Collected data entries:
=-=-=-=-=

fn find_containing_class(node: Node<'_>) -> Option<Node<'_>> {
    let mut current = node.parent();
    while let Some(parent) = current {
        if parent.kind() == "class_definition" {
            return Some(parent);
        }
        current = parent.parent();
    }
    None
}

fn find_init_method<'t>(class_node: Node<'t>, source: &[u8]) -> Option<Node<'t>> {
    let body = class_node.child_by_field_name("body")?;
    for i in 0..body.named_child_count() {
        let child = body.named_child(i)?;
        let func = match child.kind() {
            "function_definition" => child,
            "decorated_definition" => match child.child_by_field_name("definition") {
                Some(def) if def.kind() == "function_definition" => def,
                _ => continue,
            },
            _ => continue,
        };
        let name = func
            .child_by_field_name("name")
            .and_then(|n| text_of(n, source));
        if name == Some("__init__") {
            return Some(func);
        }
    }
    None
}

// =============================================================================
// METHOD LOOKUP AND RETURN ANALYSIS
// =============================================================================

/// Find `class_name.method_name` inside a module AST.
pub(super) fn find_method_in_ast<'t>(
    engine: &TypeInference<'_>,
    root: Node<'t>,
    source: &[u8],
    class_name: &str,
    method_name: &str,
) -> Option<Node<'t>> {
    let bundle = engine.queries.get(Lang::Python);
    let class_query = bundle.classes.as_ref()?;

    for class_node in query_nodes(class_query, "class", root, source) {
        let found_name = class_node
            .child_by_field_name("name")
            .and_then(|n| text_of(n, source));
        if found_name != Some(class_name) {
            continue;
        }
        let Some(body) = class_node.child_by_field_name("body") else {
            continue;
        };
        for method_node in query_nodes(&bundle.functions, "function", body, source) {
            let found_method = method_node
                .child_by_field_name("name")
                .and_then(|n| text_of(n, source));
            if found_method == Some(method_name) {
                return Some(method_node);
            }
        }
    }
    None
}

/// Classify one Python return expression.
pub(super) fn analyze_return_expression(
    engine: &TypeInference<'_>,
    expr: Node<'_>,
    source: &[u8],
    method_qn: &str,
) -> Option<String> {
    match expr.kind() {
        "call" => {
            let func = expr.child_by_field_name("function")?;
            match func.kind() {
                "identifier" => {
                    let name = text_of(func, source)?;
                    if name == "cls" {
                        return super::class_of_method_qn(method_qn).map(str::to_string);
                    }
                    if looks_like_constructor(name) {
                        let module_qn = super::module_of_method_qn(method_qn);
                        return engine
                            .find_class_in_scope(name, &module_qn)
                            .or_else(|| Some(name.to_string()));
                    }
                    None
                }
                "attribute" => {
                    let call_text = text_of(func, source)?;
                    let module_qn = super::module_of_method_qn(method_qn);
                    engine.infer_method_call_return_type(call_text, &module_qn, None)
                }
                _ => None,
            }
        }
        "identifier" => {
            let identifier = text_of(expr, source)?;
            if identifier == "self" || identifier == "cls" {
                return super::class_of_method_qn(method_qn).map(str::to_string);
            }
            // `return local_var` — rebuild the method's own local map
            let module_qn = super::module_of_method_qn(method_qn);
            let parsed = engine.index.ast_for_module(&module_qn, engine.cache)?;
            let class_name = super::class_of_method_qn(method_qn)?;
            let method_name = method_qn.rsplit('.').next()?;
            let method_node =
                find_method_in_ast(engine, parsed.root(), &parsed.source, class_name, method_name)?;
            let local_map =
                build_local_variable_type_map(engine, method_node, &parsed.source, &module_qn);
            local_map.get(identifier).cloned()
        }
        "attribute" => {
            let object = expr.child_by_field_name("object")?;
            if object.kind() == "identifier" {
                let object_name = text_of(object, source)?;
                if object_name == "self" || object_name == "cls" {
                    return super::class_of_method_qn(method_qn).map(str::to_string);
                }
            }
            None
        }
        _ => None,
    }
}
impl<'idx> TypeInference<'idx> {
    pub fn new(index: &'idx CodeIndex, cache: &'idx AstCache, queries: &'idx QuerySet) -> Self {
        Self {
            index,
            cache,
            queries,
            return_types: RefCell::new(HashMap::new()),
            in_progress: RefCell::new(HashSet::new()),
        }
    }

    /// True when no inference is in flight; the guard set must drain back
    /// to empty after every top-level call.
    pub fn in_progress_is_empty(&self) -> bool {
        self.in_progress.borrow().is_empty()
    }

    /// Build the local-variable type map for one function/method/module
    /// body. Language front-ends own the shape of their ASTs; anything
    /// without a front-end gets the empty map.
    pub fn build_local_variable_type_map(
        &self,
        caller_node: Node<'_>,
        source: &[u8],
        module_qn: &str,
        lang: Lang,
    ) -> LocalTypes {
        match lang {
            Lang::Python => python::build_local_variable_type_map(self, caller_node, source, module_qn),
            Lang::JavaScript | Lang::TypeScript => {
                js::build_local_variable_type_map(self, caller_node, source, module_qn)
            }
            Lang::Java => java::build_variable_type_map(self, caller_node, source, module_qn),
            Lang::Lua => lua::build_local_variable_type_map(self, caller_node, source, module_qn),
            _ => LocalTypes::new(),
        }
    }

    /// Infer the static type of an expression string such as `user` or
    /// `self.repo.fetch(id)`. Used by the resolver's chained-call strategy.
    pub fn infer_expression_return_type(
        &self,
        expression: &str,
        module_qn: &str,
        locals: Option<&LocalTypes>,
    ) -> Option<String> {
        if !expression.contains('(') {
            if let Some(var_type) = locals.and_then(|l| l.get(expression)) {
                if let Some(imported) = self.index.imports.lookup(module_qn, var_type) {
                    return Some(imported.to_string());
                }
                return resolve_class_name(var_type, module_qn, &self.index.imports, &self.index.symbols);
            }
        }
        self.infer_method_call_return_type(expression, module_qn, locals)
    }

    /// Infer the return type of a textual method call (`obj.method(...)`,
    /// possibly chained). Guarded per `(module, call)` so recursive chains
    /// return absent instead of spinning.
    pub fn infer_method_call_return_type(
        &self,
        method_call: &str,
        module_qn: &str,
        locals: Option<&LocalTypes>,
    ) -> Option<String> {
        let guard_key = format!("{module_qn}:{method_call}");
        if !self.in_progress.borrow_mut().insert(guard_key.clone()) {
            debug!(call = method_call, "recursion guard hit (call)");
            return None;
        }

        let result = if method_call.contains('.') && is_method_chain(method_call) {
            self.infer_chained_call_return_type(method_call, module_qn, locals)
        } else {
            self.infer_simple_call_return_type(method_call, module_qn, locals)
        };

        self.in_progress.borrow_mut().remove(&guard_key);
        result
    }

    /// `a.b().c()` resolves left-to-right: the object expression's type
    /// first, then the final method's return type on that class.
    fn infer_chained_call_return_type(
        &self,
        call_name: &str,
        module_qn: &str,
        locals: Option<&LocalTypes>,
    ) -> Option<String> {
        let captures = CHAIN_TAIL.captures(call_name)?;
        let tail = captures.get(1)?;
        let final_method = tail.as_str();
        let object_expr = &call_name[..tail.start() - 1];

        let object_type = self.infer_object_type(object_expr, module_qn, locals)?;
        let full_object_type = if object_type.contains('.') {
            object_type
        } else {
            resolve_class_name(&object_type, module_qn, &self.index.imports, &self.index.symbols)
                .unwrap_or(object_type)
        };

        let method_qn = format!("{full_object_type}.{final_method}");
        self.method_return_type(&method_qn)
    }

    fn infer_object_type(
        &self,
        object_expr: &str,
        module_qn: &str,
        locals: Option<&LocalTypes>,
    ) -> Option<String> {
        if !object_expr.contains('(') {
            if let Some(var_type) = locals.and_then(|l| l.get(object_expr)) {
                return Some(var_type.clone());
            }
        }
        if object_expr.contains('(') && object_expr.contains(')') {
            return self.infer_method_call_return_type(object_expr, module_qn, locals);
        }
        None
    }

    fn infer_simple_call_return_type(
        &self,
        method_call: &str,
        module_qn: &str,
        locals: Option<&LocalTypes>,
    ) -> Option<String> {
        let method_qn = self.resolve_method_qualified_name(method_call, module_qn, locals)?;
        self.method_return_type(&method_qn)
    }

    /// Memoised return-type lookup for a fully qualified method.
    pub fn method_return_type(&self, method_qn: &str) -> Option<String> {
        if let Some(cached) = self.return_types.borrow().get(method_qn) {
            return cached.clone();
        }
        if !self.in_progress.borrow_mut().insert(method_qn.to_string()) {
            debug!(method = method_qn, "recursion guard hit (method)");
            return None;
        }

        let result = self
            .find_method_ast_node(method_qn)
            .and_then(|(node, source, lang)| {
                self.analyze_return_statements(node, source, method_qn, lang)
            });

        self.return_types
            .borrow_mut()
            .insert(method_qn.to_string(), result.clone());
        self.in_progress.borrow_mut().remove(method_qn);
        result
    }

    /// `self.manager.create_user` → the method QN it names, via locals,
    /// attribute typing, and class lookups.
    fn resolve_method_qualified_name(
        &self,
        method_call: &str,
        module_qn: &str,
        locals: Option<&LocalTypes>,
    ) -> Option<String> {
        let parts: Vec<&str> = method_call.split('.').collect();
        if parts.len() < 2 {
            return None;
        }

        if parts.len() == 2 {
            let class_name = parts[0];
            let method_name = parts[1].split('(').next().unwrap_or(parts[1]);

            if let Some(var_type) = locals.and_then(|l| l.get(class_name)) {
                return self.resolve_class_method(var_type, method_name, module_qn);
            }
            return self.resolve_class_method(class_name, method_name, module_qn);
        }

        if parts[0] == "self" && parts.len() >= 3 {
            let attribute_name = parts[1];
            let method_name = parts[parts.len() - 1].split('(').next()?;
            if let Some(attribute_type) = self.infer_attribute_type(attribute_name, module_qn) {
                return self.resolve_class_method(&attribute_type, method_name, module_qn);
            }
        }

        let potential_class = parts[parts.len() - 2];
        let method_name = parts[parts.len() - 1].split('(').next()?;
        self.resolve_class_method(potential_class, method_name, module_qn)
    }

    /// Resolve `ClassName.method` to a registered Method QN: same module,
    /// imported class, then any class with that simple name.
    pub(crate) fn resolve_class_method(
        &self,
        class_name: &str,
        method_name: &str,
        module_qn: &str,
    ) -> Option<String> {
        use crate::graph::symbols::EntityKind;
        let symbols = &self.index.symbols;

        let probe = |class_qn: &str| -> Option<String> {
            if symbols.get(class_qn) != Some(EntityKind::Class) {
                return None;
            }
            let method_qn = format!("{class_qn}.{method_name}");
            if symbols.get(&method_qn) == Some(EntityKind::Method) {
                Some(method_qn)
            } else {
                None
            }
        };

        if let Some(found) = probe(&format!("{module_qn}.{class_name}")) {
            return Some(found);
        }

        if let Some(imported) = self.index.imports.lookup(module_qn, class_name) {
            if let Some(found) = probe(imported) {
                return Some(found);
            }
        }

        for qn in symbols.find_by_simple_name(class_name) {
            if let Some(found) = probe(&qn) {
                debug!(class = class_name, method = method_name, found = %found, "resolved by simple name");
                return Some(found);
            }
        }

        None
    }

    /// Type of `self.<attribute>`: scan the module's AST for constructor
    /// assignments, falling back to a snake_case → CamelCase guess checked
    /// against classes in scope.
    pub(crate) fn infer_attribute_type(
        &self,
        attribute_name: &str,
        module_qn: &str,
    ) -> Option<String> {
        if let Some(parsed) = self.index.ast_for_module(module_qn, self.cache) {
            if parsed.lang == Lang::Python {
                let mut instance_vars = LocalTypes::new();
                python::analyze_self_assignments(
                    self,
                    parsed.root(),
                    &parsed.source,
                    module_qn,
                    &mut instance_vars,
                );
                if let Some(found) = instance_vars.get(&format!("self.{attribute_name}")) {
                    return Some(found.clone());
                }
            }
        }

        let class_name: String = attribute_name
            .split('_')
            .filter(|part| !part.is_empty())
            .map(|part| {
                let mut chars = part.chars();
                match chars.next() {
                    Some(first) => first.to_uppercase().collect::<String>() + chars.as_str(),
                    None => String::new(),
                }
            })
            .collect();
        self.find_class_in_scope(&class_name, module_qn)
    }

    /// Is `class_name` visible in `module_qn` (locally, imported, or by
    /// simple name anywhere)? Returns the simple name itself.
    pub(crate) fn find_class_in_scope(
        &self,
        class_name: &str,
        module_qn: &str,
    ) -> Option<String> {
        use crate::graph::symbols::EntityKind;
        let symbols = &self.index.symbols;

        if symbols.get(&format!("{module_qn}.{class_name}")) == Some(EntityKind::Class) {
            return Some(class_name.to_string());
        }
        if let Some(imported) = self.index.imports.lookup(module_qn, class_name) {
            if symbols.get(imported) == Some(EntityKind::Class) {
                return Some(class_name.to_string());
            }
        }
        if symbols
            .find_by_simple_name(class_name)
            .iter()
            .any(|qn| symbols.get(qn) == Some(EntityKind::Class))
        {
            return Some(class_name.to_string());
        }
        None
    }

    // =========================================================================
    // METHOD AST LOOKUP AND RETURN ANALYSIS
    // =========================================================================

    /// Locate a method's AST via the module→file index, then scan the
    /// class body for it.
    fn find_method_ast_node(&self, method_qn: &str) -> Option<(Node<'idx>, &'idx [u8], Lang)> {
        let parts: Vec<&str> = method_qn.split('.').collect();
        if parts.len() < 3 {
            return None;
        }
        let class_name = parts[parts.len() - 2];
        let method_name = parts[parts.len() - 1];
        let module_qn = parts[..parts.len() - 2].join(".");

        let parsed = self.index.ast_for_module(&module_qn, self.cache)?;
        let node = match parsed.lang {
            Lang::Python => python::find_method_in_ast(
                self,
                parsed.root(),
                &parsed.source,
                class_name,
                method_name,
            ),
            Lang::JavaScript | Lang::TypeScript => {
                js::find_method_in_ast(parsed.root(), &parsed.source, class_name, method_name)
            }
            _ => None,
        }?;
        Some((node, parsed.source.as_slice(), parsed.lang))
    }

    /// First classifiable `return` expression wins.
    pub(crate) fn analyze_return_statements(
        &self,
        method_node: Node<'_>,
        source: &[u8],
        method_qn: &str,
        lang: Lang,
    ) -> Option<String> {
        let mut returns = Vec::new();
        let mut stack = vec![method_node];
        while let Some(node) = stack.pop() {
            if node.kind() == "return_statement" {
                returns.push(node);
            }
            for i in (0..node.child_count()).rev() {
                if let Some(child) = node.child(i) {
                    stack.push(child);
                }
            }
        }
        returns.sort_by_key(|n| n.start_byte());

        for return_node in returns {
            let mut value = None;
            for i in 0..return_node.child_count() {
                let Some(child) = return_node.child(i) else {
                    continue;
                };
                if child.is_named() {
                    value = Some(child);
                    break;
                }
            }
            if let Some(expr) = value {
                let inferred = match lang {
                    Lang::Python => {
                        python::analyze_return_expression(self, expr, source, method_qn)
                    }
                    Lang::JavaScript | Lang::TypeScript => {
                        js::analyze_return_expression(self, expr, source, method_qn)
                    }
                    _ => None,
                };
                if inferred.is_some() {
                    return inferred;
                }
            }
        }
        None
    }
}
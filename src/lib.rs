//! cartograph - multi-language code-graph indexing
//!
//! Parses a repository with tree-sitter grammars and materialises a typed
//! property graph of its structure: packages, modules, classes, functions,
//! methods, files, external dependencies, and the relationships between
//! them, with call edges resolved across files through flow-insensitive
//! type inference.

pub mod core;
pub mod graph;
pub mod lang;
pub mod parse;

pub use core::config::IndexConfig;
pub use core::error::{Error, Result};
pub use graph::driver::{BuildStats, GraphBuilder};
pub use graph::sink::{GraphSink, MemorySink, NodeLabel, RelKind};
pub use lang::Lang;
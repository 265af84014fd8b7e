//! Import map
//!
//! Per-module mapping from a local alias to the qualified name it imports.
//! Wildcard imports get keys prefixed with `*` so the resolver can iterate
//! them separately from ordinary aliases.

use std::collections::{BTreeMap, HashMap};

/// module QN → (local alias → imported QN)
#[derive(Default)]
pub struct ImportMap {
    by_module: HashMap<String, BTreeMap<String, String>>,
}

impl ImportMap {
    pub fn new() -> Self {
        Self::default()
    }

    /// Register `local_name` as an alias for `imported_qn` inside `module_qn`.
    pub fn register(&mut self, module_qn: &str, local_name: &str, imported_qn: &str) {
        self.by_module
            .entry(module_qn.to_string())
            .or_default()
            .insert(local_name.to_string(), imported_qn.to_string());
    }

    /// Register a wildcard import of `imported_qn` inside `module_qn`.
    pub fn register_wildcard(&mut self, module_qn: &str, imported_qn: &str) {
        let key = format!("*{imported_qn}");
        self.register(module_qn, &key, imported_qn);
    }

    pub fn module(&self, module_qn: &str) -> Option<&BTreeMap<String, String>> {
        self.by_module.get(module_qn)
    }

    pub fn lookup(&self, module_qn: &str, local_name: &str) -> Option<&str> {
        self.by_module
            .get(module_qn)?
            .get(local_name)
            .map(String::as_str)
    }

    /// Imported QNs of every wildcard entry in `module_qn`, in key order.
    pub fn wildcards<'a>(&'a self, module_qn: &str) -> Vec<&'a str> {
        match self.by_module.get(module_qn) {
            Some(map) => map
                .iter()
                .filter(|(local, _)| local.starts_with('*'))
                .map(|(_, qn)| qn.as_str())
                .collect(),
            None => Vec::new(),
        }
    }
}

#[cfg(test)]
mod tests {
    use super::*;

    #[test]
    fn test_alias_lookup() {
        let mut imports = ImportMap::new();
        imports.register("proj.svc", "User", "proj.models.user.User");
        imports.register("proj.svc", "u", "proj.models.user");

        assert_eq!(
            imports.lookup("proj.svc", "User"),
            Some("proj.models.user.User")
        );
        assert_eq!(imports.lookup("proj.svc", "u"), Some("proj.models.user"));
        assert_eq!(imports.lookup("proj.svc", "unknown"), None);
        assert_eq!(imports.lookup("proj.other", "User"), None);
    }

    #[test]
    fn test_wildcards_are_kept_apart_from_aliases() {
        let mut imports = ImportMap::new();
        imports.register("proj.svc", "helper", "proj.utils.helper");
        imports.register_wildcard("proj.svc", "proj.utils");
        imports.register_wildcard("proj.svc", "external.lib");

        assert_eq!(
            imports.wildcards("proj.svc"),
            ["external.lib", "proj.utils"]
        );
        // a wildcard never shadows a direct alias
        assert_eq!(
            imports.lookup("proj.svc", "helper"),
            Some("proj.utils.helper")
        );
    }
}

=-=-=-=-=

TASK TO COMPLETE:
Every line of the records containing the word "next" must appear in the answer.

TASK OUTPUT:
            let method_name = method_qn.rsplit('.').next()?;
            let method_name = parts[1].split('(').next().unwrap_or(parts[1]);
            let method_name = parts[parts.len() - 1].split('(').next()?;
        let method_name = parts[parts.len() - 1].split('(').next()?;
                match chars.next() {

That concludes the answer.